[[ GIVEN DATA open ]]

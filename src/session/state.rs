use std::collections::BTreeSet;
use std::fmt;

/// Identifies one submission. Events tagged with an older id are stale.
#[derive(Debug, Clone, Copy, PartialEq, Eq, Hash, PartialOrd, Ord)]
pub struct SessionId(pub(super) u64);

impl fmt::Display for SessionId {
    fn fmt(&self, f: &mut fmt::Formatter<'_>) -> fmt::Result {
        write!(f, "session-{}", self.0)
    }
}

#[derive(Debug, Clone, Default, PartialEq, Eq)]
pub enum SessionState {
    #[default]
    Idle,
    Awaiting,
    Collecting {
        expected: usize,
        received: BTreeSet<usize>,
    },
    /// `missing` is non-zero when the server finished before every
    /// placeholder was filled.
    Succeeded {
        missing: usize,
    },
    Failed {
        reason: String,
    },
}

impl SessionState {
    pub fn is_live(&self) -> bool {
        matches!(self, SessionState::Awaiting | SessionState::Collecting { .. })
    }

    pub fn label(&self) -> &'static str {
        match self {
            SessionState::Idle => "idle",
            SessionState::Awaiting => "awaiting",
            SessionState::Collecting { .. } => "collecting",
            SessionState::Succeeded { .. } => "succeeded",
            SessionState::Failed { .. } => "failed",
        }
    }

    /// `(received, expected)` while collecting.
    pub fn progress(&self) -> Option<(usize, usize)> {
        match self {
            SessionState::Collecting { expected, received } => Some((received.len(), *expected)),
            _ => None,
        }
    }
}

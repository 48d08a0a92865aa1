use crate::session::{RenderCommand, RenderSink, MAX_PLACEHOLDERS};
use crate::types::Source;

#[derive(Debug, Clone, Copy, Default, PartialEq, Eq)]
pub enum ViewPhase {
    /// Nothing submitted, or the last submission failed and the form is back.
    #[default]
    Input,
    Loading,
    Results,
}

#[derive(Debug, Clone, PartialEq, Eq)]
pub enum Slot {
    Pending,
    Filled { content: String, source: Source },
}

/// Presentation state rebuilt purely from render commands.
#[derive(Debug, Clone, Default, PartialEq, Eq)]
pub struct ResultsView {
    phase: ViewPhase,
    status: Option<String>,
    slots: Vec<Slot>,
    error: Option<String>,
    warning: Option<String>,
}

impl ResultsView {
    pub fn phase(&self) -> ViewPhase {
        self.phase
    }

    pub fn status(&self) -> Option<&str> {
        self.status.as_deref()
    }

    pub fn slots(&self) -> &[Slot] {
        &self.slots
    }

    pub fn error(&self) -> Option<&str> {
        self.error.as_deref()
    }

    pub fn warning(&self) -> Option<&str> {
        self.warning.as_deref()
    }

    pub fn is_loading(&self) -> bool {
        self.phase == ViewPhase::Loading
    }

    pub fn filled_count(&self) -> usize {
        self.slots
            .iter()
            .filter(|slot| matches!(slot, Slot::Filled { .. }))
            .count()
    }
}

impl RenderSink for ResultsView {
    fn apply(&mut self, command: RenderCommand) {
        match command {
            RenderCommand::ShowLoading => {
                *self = ResultsView {
                    phase: ViewPhase::Loading,
                    ..ResultsView::default()
                };
            }
            RenderCommand::SetStatus(text) => self.status = Some(text),
            RenderCommand::CreatePlaceholders(count) => {
                self.slots = vec![Slot::Pending; count.min(MAX_PLACEHOLDERS)];
            }
            RenderCommand::RenderResult {
                index,
                content,
                source,
            } => {
                if let Some(slot) = self.slots.get_mut(index) {
                    *slot = Slot::Filled { content, source };
                }
            }
            RenderCommand::ShowError(text) => {
                self.phase = ViewPhase::Input;
                self.status = None;
                self.error = Some(text);
            }
            RenderCommand::ShowWarning(text) => self.warning = Some(text),
            RenderCommand::ClearProgress => {
                self.phase = ViewPhase::Results;
                self.status = None;
            }
            RenderCommand::Reset => *self = ResultsView::default(),
        }
    }
}
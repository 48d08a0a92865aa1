use super::controller::{Flow, SessionController};
use super::render::RenderSink;
use super::state::{SessionId, SessionState};
use crate::api::{decode_event_stream, Transport};
use crate::request::GenerateRequest;
use futures::StreamExt;
use tokio_util::sync::CancellationToken;

#[derive(Debug, Clone, PartialEq, Eq)]
pub enum SessionOutcome {
    Succeeded { missing: usize },
    Failed { reason: String },
    Cancelled,
}

/// Runs one submission from `start` to a settled state.
///
/// Cancellation is checked before the transport opens, while waiting for each
/// event, and again after every read completes; anything read after the token
/// fired is dropped without touching the controller.
pub async fn run_session<S, T>(
    controller: &mut SessionController<S>,
    transport: &T,
    request: &GenerateRequest,
    cancel: &CancellationToken,
) -> SessionOutcome
where
    S: RenderSink,
    T: Transport + ?Sized,
{
    let session = controller.start();

    let opened = tokio::select! {
        biased;
        _ = cancel.cancelled() => None,
        result = transport.open(request) => Some(result),
    };
    let bytes = match opened {
        None => return abandon(controller, session),
        Some(_) if cancel.is_cancelled() => return abandon(controller, session),
        Some(Ok(bytes)) => bytes,
        Some(Err(error)) => {
            let _ = controller.on_transport_failure(session, &error);
            return settled_outcome(controller.state());
        }
    };

    let mut events = std::pin::pin!(decode_event_stream(bytes));
    loop {
        let next = tokio::select! {
            biased;
            _ = cancel.cancelled() => return abandon(controller, session),
            next = events.next() => next,
        };
        if cancel.is_cancelled() {
            return abandon(controller, session);
        }

        let flow = match next {
            Some(Ok(event)) => controller.on_event(session, event),
            Some(Err(error)) => controller.on_transport_failure(session, &error),
            None => controller.on_stream_end(session),
        };
        if flow == Flow::Stop {
            return settled_outcome(controller.state());
        }
    }
}

fn abandon<S: RenderSink>(
    controller: &mut SessionController<S>,
    session: SessionId,
) -> SessionOutcome {
    if controller.current_session() == Some(session) {
        controller.cancel();
    }
    SessionOutcome::Cancelled
}

// `Flow::Stop` is only returned once the session has settled or stopped
// being current, so a live state here means someone else took over.
fn settled_outcome(state: &SessionState) -> SessionOutcome {
    match state {
        SessionState::Succeeded { missing } => SessionOutcome::Succeeded { missing: *missing },
        SessionState::Failed { reason } => SessionOutcome::Failed {
            reason: reason.clone(),
        },
        SessionState::Idle | SessionState::Awaiting | SessionState::Collecting { .. } => {
            SessionOutcome::Cancelled
        }
    }
}
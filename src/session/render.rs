use crate::types::Source;
use tokio::sync::mpsc;

/// Presentation commands issued by the session controller, in event order.
#[derive(Debug, Clone, PartialEq, Eq)]
pub enum RenderCommand {
    ShowLoading,
    SetStatus(String),
    CreatePlaceholders(usize),
    RenderResult {
        index: usize,
        content: String,
        source: Source,
    },
    ShowError(String),
    ShowWarning(String),
    ClearProgress,
    Reset,
}

pub trait RenderSink {
    fn apply(&mut self, command: RenderCommand);
}

impl RenderSink for Vec<RenderCommand> {
    fn apply(&mut self, command: RenderCommand) {
        self.push(command);
    }
}

impl RenderSink for mpsc::UnboundedSender<RenderCommand> {
    fn apply(&mut self, command: RenderCommand) {
        // A closed receiver means the frontend is gone; nothing left to draw.
        let _ = self.send(command);
    }
}

impl<S: RenderSink + ?Sized> RenderSink for &mut S {
    fn apply(&mut self, command: RenderCommand) {
        (**self).apply(command);
    }
}
use meish::config::Config;
use meish::request::{GenerateRequest, TopicChoice};

fn config_with_url(api_url: &str) -> Config {
    Config {
        api_url: api_url.to_string(),
        ..Config::default()
    }
}

#[test]
fn test_config_validation_allows_local_http_endpoint() {
    assert!(config_with_url("http://localhost:5000/generate").validate().is_ok());
    assert!(config_with_url("http://127.0.0.1:8080/generate").validate().is_ok());
}

#[test]
fn test_config_validation_rejects_remote_plain_http() {
    let mut config = config_with_url("http://news.example/generate");
    assert!(config.validate().is_err());

    config.allow_insecure = true;
    assert!(config.validate().is_ok());
}

#[test]
fn test_config_validation_rejects_non_http_scheme() {
    assert!(config_with_url("ftp://news.example/generate").validate().is_err());
}

#[test]
fn test_request_requires_samples_unless_sample_style_is_used() {
    let error = GenerateRequest::new(TopicChoice::Preset("sports".to_string()), vec![], false)
        .expect_err("missing samples should be rejected");
    assert_eq!(error.to_string(), "Upload at least one writing sample");

    let request =
        GenerateRequest::new(TopicChoice::Preset("Sports".to_string()), vec![], true).unwrap();
    assert_eq!(request.topic_description(), "sports news");
}
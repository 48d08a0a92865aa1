mod controller;
mod driver;
mod render;
mod state;


pub use controller::{Flow, SessionController, MAX_PLACEHOLDERS};
pub use driver::{run_session, SessionOutcome};
pub use render::{RenderCommand, RenderSink};
pub use state::{SessionId, SessionState};
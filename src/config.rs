use anyhow::{bail, Context, Result};
use serde::{Deserialize, Serialize};
use std::path::PathBuf;
use std::time::Duration;

use crate::util::{is_local_endpoint_url, parse_bool_flag};

pub const DEFAULT_API_URL: &str = "http://localhost:5000/generate";
const DEFAULT_CONNECT_TIMEOUT_SECS: u64 = 10;

const API_URL_ENV: &str = "MEISH_API_URL";
const ALLOW_INSECURE_ENV: &str = "MEISH_ALLOW_INSECURE";
const CONNECT_TIMEOUT_ENV: &str = "MEISH_CONNECT_TIMEOUT_SECS";
const LOG_PATH_ENV: &str = "MEISH_LOG_PATH";

#[derive(Debug, Clone, Serialize, Deserialize)]
pub struct Config {
    pub api_url: String,
    pub allow_insecure: bool,
    pub connect_timeout_secs: u64,
    pub log_path: Option<PathBuf>,
}

impl Default for Config {
    fn default() -> Self {
        Self {
            api_url: DEFAULT_API_URL.to_string(),
            allow_insecure: false,
            connect_timeout_secs: DEFAULT_CONNECT_TIMEOUT_SECS,
            log_path: None,
        }
    }
}

impl Config {
    pub fn load() -> Result<Self> {
        let api_url = std::env::var(API_URL_ENV)
            .ok()
            .map(|v| v.trim().to_string())
            .filter(|v| !v.is_empty())
            .unwrap_or_else(|| DEFAULT_API_URL.to_string());
        let allow_insecure = std::env::var(ALLOW_INSECURE_ENV)
            .ok()
            .and_then(parse_bool_flag)
            .unwrap_or(false);
        let connect_timeout_secs = match std::env::var(CONNECT_TIMEOUT_ENV) {
            Ok(raw) => raw
                .trim()
                .parse::<u64>()
                .with_context(|| format!("Invalid {CONNECT_TIMEOUT_ENV} '{raw}'"))?,
            Err(_) => DEFAULT_CONNECT_TIMEOUT_SECS,
        };
        let log_path = std::env::var(LOG_PATH_ENV)
            .ok()
            .map(|v| v.trim().to_string())
            .filter(|v| !v.is_empty())
            .map(PathBuf::from);

        Ok(Self {
            api_url,
            allow_insecure,
            connect_timeout_secs,
            log_path,
        })
    }

    pub fn validate(&self) -> Result<()> {
        let is_https = self.api_url.starts_with("https://");
        if !is_https && !self.api_url.starts_with("http://") {
            bail!(
                "Invalid {API_URL_ENV} '{}': expected http:// or https:// URL",
                self.api_url
            );
        }

        if !is_https && !self.allow_insecure && !self.is_local_endpoint() {
            bail!(
                "Refusing plain http for remote endpoint '{}'; use https or set {ALLOW_INSECURE_ENV}=1",
                self.api_url
            );
        }

        if self.connect_timeout_secs == 0 {
            bail!("{CONNECT_TIMEOUT_ENV} must be greater than zero");
        }

        Ok(())
    }

    pub fn connect_timeout(&self) -> Duration {
        Duration::from_secs(self.connect_timeout_secs)
    }

    fn is_local_endpoint(&self) -> bool {
        is_local_endpoint_url(&self.api_url)
    }
}
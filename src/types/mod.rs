mod protocol;

pub use protocol::{GeneratedArticle, ProtocolEvent, Source};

[[ GIVEN DATA closed ]]

Reproduce only the lines from the top of the material through the one bearing "pub fn label(&self)", each exactly as it stands.

-- EXERCISE OUTPUT --
filename src/session/state.rs
use std::collections::BTreeSet;
use std::fmt;

/// Identifies one submission. Events tagged with an older id are stale.
#[derive(Debug, Clone, Copy, PartialEq, Eq, Hash, PartialOrd, Ord)]
pub struct SessionId(pub(super) u64);

impl fmt::Display for SessionId {
    fn fmt(&self, f: &mut fmt::Formatter<'_>) -> fmt::Result {
        write!(f, "session-{}", self.0)
    }
}

#[derive(Debug, Clone, Default, PartialEq, Eq)]
pub enum SessionState {
    #[default]
    Idle,
    Awaiting,
    Collecting {
        expected: usize,
        received: BTreeSet<usize>,
    },
    /// `missing` is non-zero when the server finished before every
    /// placeholder was filled.
    Succeeded {
        missing: usize,
    },
    Failed {
        reason: String,
    },
}

impl SessionState {
    pub fn is_live(&self) -> bool {
        matches!(self, SessionState::Awaiting | SessionState::Collecting { .. })
    }

    pub fn label(&self) -> &'static str {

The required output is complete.